#### Material to process

*** Begin section ***

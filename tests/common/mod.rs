#![allow(dead_code)]

use cobot_cell::config::{MachinePosition, PathPoint};
use cobot_cell::CobotConfig;

/// Shipped example cell; passes every rule
pub fn valid_config() -> CobotConfig {
    CobotConfig::from_yaml(include_str!("../../configs/cell.example.yaml"))
        .expect("example configuration must parse")
}

/// A well-formed 6-component position
pub fn position() -> Vec<f64> {
    vec![100.0, 200.0, 300.0, 180.0, 0.0, 90.0]
}

/// Machine position with a name, a valid pose and no approach path
pub fn machine_position(name: &str) -> MachinePosition {
    MachinePosition {
        name: name.to_string(),
        position: Some(position()),
        path: vec![PathPoint::at(position())],
    }
}

/// Dotted paths of every error in the tree
pub fn error_paths(config: &CobotConfig) -> Vec<String> {
    cobot_cell::validate(config)
        .errors
        .errors()
        .iter()
        .map(|error| error.path.to_string())
        .collect()
}
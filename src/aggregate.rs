// src/aggregate.rs - Fold rule results into the error tree

use crate::rules::RuleTable;
use crate::tree::{ErrorTree, FieldError};
use tracing::trace;

/// Evaluate every rule and collect the failures.
///
/// Rules run independently and in table order; nothing short-circuits across
/// rules. Several failures at one path share that path's `types` map.
pub fn aggregate(table: &RuleTable<'_>) -> ErrorTree {
    let mut tree = ErrorTree::new();

    for rule in table.iter() {
        for kind in rule.evaluate() {
            trace!("{} ({}): {}", rule.path, rule.label, kind);
            tree.insert(FieldError {
                kind,
                label: rule.label.clone(),
                path: rule.path.clone(),
            });
        }
    }

    tree
}
//! COBOT-CELL - Configuration validation engine for collaborative robot cells
//!
//! Checks a cell configuration (feeder, machine, grippers, grid layout,
//! positions and digital I/O wiring) against the cell's business rules and
//! reports every failure in a tree keyed by field path.
//!
//! # Feature Flags
//!
//! - **json-schema**: derive `JsonSchema` on the configuration record and
//!   build the `generate-schema` tool
//!
//! # Examples
//!
//! ```rust
//! use cobot_cell::{validate, CobotConfig};
//! use cobot_cell::path::FieldPath;
//!
//! let config = CobotConfig::from_yaml(r#"
//! config:
//!   GRID_TYPE: PINNED
//!   GRID_Y_OFFSET: ""
//! "#)?;
//!
//! let result = validate(&config);
//! assert!(!result.is_valid());
//! assert!(result
//!     .errors
//!     .error_at(&FieldPath::parse("config.GRID_Y_OFFSET"), "NOT_A_NUMBER")
//!     .is_some());
//! # Ok::<(), cobot_cell::CobotError>(())
//! ```

#![cfg_attr(docsrs, feature(doc_cfg))]

// ============================================================================
// CORE MODULES
// ============================================================================

/// Error handling for loading and exporting configurations
pub mod error;

/// The cell configuration record and its loaders
pub mod config;

/// Digital I/O assignments and the named port table
pub mod io;

/// Tagged field paths and nested value lookup
pub mod path;

// ============================================================================
// VALIDATION MODULES
// ============================================================================

/// Primitive field checks
pub mod validators;

/// The rule table built per configuration snapshot
pub mod rules;

/// Error records and the error tree
pub mod tree;

/// Rule evaluation into the error tree
pub mod aggregate;

/// Validation entry point
pub mod engine;

#[cfg(feature = "json-schema")]
#[cfg_attr(docsrs, doc(cfg(feature = "json-schema")))]
/// JSON schema export of the configuration record
pub mod config_schema;

// ============================================================================
// PUBLIC RE-EXPORTS
// ============================================================================

pub use config::{CellConfig, CobotConfig};
pub use engine::{validate, Validation};
pub use error::{CobotError, Result};
pub use io::{IoAssignment, IoPort, IoType};
pub use path::FieldPath;
pub use tree::{ErrorKind, ErrorTree, FieldError};

/// Crate version string
pub const VERSION: &str = env!("CARGO_PKG_VERSION");
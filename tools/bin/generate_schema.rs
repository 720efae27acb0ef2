use anyhow::Result;

fn main() -> Result<()> {
    tracing_subscriber::fmt()
        .with_env_filter(tracing_subscriber::EnvFilter::new("cobot_cell=info"))
        .init();

    let dir = std::env::args().nth(1).unwrap_or_else(|| "schemas".to_string());
    cobot_cell::config_schema::generate_schema(&dir)?;
    Ok(())
}
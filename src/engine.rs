// src/engine.rs - Validation entry point

use crate::aggregate::aggregate;
use crate::config::CobotConfig;
use crate::rules::RuleTable;
use crate::tree::ErrorTree;
use serde::Serialize;
use tracing::debug;

/// Result of one validation pass.
///
/// `value` holds the validated configuration when the tree is empty and is
/// `None` otherwise, so form code can gate submission on it.
#[derive(Debug, Clone, PartialEq, Serialize)]
pub struct Validation {
    pub value: Option<CobotConfig>,
    pub errors: ErrorTree,
}

impl Validation {
    pub fn is_valid(&self) -> bool {
        self.errors.is_empty()
    }
}

/// Validate one configuration snapshot.
///
/// Builds the rule table for this snapshot, evaluates every rule and folds the
/// failures into an [`ErrorTree`]. The input is never modified and the call
/// keeps no state, so repeated or concurrent calls are independent.
///
/// # Examples
///
/// ```rust
/// use cobot_cell::{validate, CobotConfig};
///
/// let config = CobotConfig::default();
/// let result = validate(&config);
/// assert!(!result.is_valid());
/// assert!(result.value.is_none());
/// ```
pub fn validate(config: &CobotConfig) -> Validation {
    let table = RuleTable::build(config);
    let errors = aggregate(&table);

    debug!("Evaluated {} rules, {} errors", table.len(), errors.len());

    if errors.is_empty() {
        Validation {
            value: Some(config.clone()),
            errors,
        }
    } else {
        Validation { value: None, errors }
    }
}

impl CobotConfig {
    /// Shorthand for [`validate`]
    pub fn validate(&self) -> Validation {
        validate(self)
    }
}

#[cfg(test)]
mod tests {
    use super::*;

    #[test]
    fn test_default_config_is_invalid_but_total() {
        let result = validate(&CobotConfig::default());
        assert!(!result.is_valid());
        assert!(result.value.is_none());
        assert!(!result.errors.is_empty());
    }

    #[test]
    fn test_validation_serializes_value_and_errors() {
        let rendered = serde_json::to_value(validate(&CobotConfig::default())).unwrap();
        assert!(rendered["value"].is_null());
        assert!(rendered["errors"]["config"]["FEEDER"]["types"]["REQUIRED"].is_object());
    }
}
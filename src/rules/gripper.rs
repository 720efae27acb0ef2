// src/rules/gripper.rs - Gripper selection and addon stations

use super::{field, numeric_between, when, RuleTable};
use crate::config::{CellConfig, Gripper, GripperType};
use crate::validators::{is_known_value, is_numeric, max_number, min_number, valid_position};

/// Finger length limits in mm
const FINGER_LENGTH: (f64, f64) = (0.0, 250.0);
/// Airpurge duration limits in seconds
const AIRPURGE_DURATION: (f64, f64) = (1.0, 30.0);
/// Clean station approach path length
const CLEAN_PATH: (usize, usize) = (0, 5);

pub(super) fn register<'a>(table: &mut RuleTable<'a>, cell: &'a CellConfig) {
    let gripper = &cell.gripper;
    let addons = &gripper.addons;

    register_gripper(table, "GRIPPER.GRIPPER_1", "Gripper 1", &gripper.gripper_1, GripperType::ALL, true);
    register_gripper(
        table,
        "GRIPPER.GRIPPER_2",
        "Gripper 2",
        &gripper.gripper_2,
        GripperType::SECOND,
        gripper.has_second_gripper,
    );

    table.rule(field("AIRPURGE.POSITION"), "Airpurge position", move || {
        when(addons.has_airpurge, || valid_position(cell.airpurge.position.as_deref()))
    });

    let duration = numeric_between(AIRPURGE_DURATION);
    table.rule(field("AIRPURGE.DURATION"), "Airpurge duration", move || {
        when(addons.has_airpurge, || duration(&cell.airpurge.duration))
    });

    table.rule(field("CLEAN.POSITION"), "Clean station position", move || {
        when(addons.has_clean_station, || valid_position(cell.clean.position.as_deref()))
    });

    table.waypoints(
        field("CLEAN.PATH"),
        "Clean station path",
        &cell.clean.path,
        CLEAN_PATH,
        addons.has_clean_station,
    );
}

fn register_gripper<'a>(
    table: &mut RuleTable<'a>,
    prefix: &str,
    label: &str,
    gripper: &'a Gripper,
    allowed: &'static [GripperType],
    applies: bool,
) {
    table.rule(field(&format!("{}.TYPE", prefix)), format!("{} type", label), move || {
        when(applies, || is_known_value(gripper.gripper_type.as_ref(), allowed))
    });

    table.rule(
        field(&format!("{}.FINGER_LENGTH", prefix)),
        format!("{} finger length", label),
        move || {
            when(applies, || {
                let (min, max) = FINGER_LENGTH;
                let text = &gripper.finger_length;
                vec![is_numeric(text), min_number(text, min), max_number(text, max)]
            })
        },
    );
}

#[cfg(test)]
mod tests {
    use crate::config::{CobotConfig, GripperType};
    use crate::rules::failing_paths;

    #[test]
    fn test_second_gripper_is_ignored_when_disabled() {
        let mut config = CobotConfig::default();
        config.config.gripper.gripper_2.gripper_type = Some(GripperType::Vacuum);
        config.config.gripper.gripper_2.finger_length = "-5".to_string();
        assert!(!failing_paths(&config).iter().any(|p| p.contains("GRIPPER_2")));

        config.config.gripper.has_second_gripper = true;
        let failing = failing_paths(&config);
        // Vacuum cannot be the second gripper
        assert!(failing.contains(&"config.GRIPPER.GRIPPER_2.TYPE".to_string()));
        assert!(failing.contains(&"config.GRIPPER.GRIPPER_2.FINGER_LENGTH".to_string()));
    }

    #[test]
    fn test_airpurge_follows_addon_flag() {
        let mut config = CobotConfig::default();
        assert!(!failing_paths(&config).iter().any(|p| p.starts_with("config.AIRPURGE")));

        config.config.gripper.addons.has_airpurge = true;
        let failing = failing_paths(&config);
        assert!(failing.contains(&"config.AIRPURGE.POSITION".to_string()));
        assert!(failing.contains(&"config.AIRPURGE.DURATION".to_string()));
    }
}
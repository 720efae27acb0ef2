use thiserror::Error;

/// Crate level error type.
///
/// Validation itself never fails with this type; rule failures are data in the
/// error tree. These variants cover loading and exporting configuration records.
#[derive(Error, Debug)]
pub enum CobotError {
    /// I/O related failure
    #[error("Io error: {0}")]
    Io(#[from] std::io::Error),

    /// Invalid or inconsistent configuration
    #[error("Configuration error: {0}")]
    Config(String),

    /// Error while parsing YAML configuration files
    #[error("YAML error: {0}")]
    Yaml(#[from] serde_yaml::Error),

    /// Error while parsing or rendering JSON
    #[error("JSON error: {0}")]
    Json(#[from] serde_json::Error),
}

/// Convenient alias over [`Result`] using [`CobotError`]
pub type Result<T> = std::result::Result<T, CobotError>;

*** End section ***

#### Activity
In the listing above, locate each line with "addons" and copy it.

#### Answer to this problem
    let addons = &gripper.addons;
        when(addons.has_airpurge, || valid_position(cell.airpurge.position.as_deref()))
        when(addons.has_airpurge, || duration(&cell.airpurge.duration))
        when(addons.has_clean_station, || valid_position(cell.clean.position.as_deref()))
        addons.has_clean_station,
        config.config.gripper.addons.has_airpurge = true;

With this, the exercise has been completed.